Kâ'be kapısını açıp, içine girdikleri anda,
Peygamber ve meleklerin resmi vardı duvarında.
Hazret-i İbrahim, İsmail ve Hazret-i İsa'nın,
Resmini yapmış, doldurmuşlar üzerini duvarın.
Hazret-i İbrahim'in eline, fal oku vermişler,
Gerçeğe uymayan, uydurmaları tasvir etmişler.
Hazret-i İbrahim bunu hiç yapmaz,o müslümandı,
O, Tevhid dinin hadimiydi böyle şey olamazdı.
Melekler, güzel kadın halinde tasvir olunmuştu,
Oysa onlarda erkek ve dişilik, cinsiyet yoktu.
Kâ'be'ye birçok yerden,kıymetli hediye gelirmiş,
Bu tür hediyeler korunup, putlar imha edilmiş.
Kâ'be'de insana benzeyen,hubel diye put varmış,
Önünde yedi ok olan put, al yakuttan yapılmış.

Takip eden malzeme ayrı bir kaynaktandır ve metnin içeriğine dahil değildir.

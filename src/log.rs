use std::sync::atomic::{AtomicBool, Ordering};
use tracing_subscriber::EnvFilter;

/// Global flag to control verbose device classification logging
pub static DEVICE_DEBUG_ENABLED: AtomicBool = AtomicBool::new(false);

/// Set device debug logging on/off
pub fn set_device_debug(enabled: bool) {
    DEVICE_DEBUG_ENABLED.store(enabled, Ordering::Relaxed);
    tracing::info!(
        "🔧 Device debug logging {}",
        if enabled { "ENABLED" } else { "DISABLED" }
    );
}

/// Check if device debug logging is enabled
pub fn is_device_debug_enabled() -> bool {
    DEVICE_DEBUG_ENABLED.load(Ordering::Relaxed)
}

/// Install a fmt subscriber. `RUST_LOG` wins over `default_directive`.
///
/// Returns false when a global subscriber was already installed.
pub fn init_tracing(default_directive: &str) -> bool {
    let filter = EnvFilter::try_from_default_env()
        .unwrap_or_else(|_| EnvFilter::new(default_directive));

    tracing_subscriber::fmt()
        .with_env_filter(filter)
        .with_target(true)
        .try_init()
        .is_ok()
}

/// Device debug macro - only logs if device debug is enabled
#[macro_export]
macro_rules! device_debug {
    ($($arg:tt)*) => {
        if $crate::log::DEVICE_DEBUG_ENABLED.load(std::sync::atomic::Ordering::Relaxed) {
            tracing::debug!($($arg)*);
        }
    };
}
// Crate-wide constants shared by the device manager and the routers

/// Network id carried by every device attached to this host
pub const LOCAL_NETWORK_ID: &str = "LocalDevice";

/// Device id reported by a descriptor that was never assigned one
pub const INVALID_DEVICE_ID: i32 = 0;

/// Client uid used when a fetch is not made on behalf of an application
pub const SYSTEM_CLIENT_UID: i32 = 1000;

/// Default capacity of the device event channel
pub const DEFAULT_EVENT_CHANNEL_CAPACITY: usize = 64;
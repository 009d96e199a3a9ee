use std::path::PathBuf;

/// Errors raised while loading policy configuration
#[derive(Debug, thiserror::Error)]
pub enum PolicyError {
    #[error("Failed to read {path}: {source}")]
    Io {
        path: PathBuf,
        #[source]
        source: std::io::Error,
    },

    #[error("Malformed privacy XML: {0}")]
    Xml(String),

    #[error("Unknown {kind} '{value}' in privacy configuration")]
    UnknownValue { kind: &'static str, value: String },

    #[error("Missing attribute '{attribute}' on <{element}>")]
    MissingAttribute {
        element: &'static str,
        attribute: &'static str,
    },

    #[error("Privacy configuration contains no devices")]
    EmptyTable,

    #[error("Invalid policy config: {0}")]
    Config(#[from] serde_json::Error),
}

pub type Result<T> = std::result::Result<T, PolicyError>;
use std::sync::Arc;

use super::DeviceRouter;
use crate::audio::devices::{AudioDeviceManager, AudioStateManager};
use crate::audio::types::{AudioDeviceDescriptor, ConnectState, SourceType};

/// Captures a call from the microphone half of the accessory the call renders to
#[derive(Debug, Clone)]
pub struct PairDeviceRouter {
    device_manager: Arc<AudioDeviceManager>,
    state_manager: Arc<AudioStateManager>,
}

impl PairDeviceRouter {
    pub fn new(device_manager: Arc<AudioDeviceManager>, state_manager: Arc<AudioStateManager>) -> Self {
        Self {
            device_manager,
            state_manager,
        }
    }
}

impl DeviceRouter for PairDeviceRouter {
    fn name(&self) -> &'static str {
        "pair_device_router"
    }

    fn get_call_capture_device(&self, _source_type: SourceType, _client_uid: i32) -> AudioDeviceDescriptor {
        let Some(active) = self.state_manager.get_active_call_render_device() else {
            return AudioDeviceDescriptor::default();
        };
        let Some(pair) = self.device_manager.get_paired_device(&active) else {
            return AudioDeviceDescriptor::default();
        };
        if pair.connect_state == ConnectState::VirtualConnected || !pair.is_enable {
            return AudioDeviceDescriptor::default();
        }

        let usable = self
            .device_manager
            .get_comm_capture_privacy_devices()
            .into_iter()
            .chain(self.device_manager.get_comm_capture_public_devices())
            .any(|desc| desc.is_same_device(&pair));
        if usable {
            crate::device_debug!(
                "Call capture follows paired {:?} '{}'",
                pair.device_type,
                pair.mac_address
            );
            pair
        } else {
            AudioDeviceDescriptor::default()
        }
    }
}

Araplar bir iş yapmadan,bu oklarla fal bakarlar,
Çıkan fala göre hareket eder, işe başlarlar.
Artık, bu putların temizlenme zamanı gelmişti,
Rasülullah, üçyüz altmış kadar putu temizletti.
Putların en büyüğü olan hubel, yere serilmiş,
Kureyş uluları olayı, şaşkın şaşkın seyretmiş.
Parça parça atılmış çöplüğe, dünkü tanrılardan,
Tevhid dinin kaynağı Kâ'be,temizlenmiş putlardan.
Peygamber'in müezzini vardı, Bilâl Habeş diye,
Ezân okumaya başladı tatlı, yanık sesiyle.
Kâ'be'nin duvarına çıkmış, etrafı coşturuyor,
Kemâl-i aşkla nidâ edip, Mekke'yi inletiyor.
Gönlünde coşan iman dalgasını göğe yayıyor,
Allah'ü Ekber nidâlarıyla, Mekke çalkalanıyor.
Lâ ilâhe illallah sedâsı, göğe yükseliyor,
Bütün Mekke halkı,kulak kesilmiş bunu dinliyor.
Bazı müşrikler de kendini tutamayıp çıldırdı,
Ebu Cehl'in kızı Cüveyriye öfkeden haykırdı.
Babam Hişâm'ın oğlu Amr,ne iyiki ölmüş gitmiş,
Ne bahtiyarmış ki, Bilâl'in sesini işitmemiş,
Buna benzer bir sözde,Hâlis bin Hişam söylemişti,
Keşke bende ölseydim,bu günü görmezdim demişti.
Beytullah'ı âbidler, sa'citler için fethetmişti,
Putları kırdıktan sonra, kendileri tavaf etti.
Müslümanlar Kâ'be'ye toplanmış,hınca hınç doluydu,
Rasül-i Ekrem, meşhur Fetih hutbasini okudu.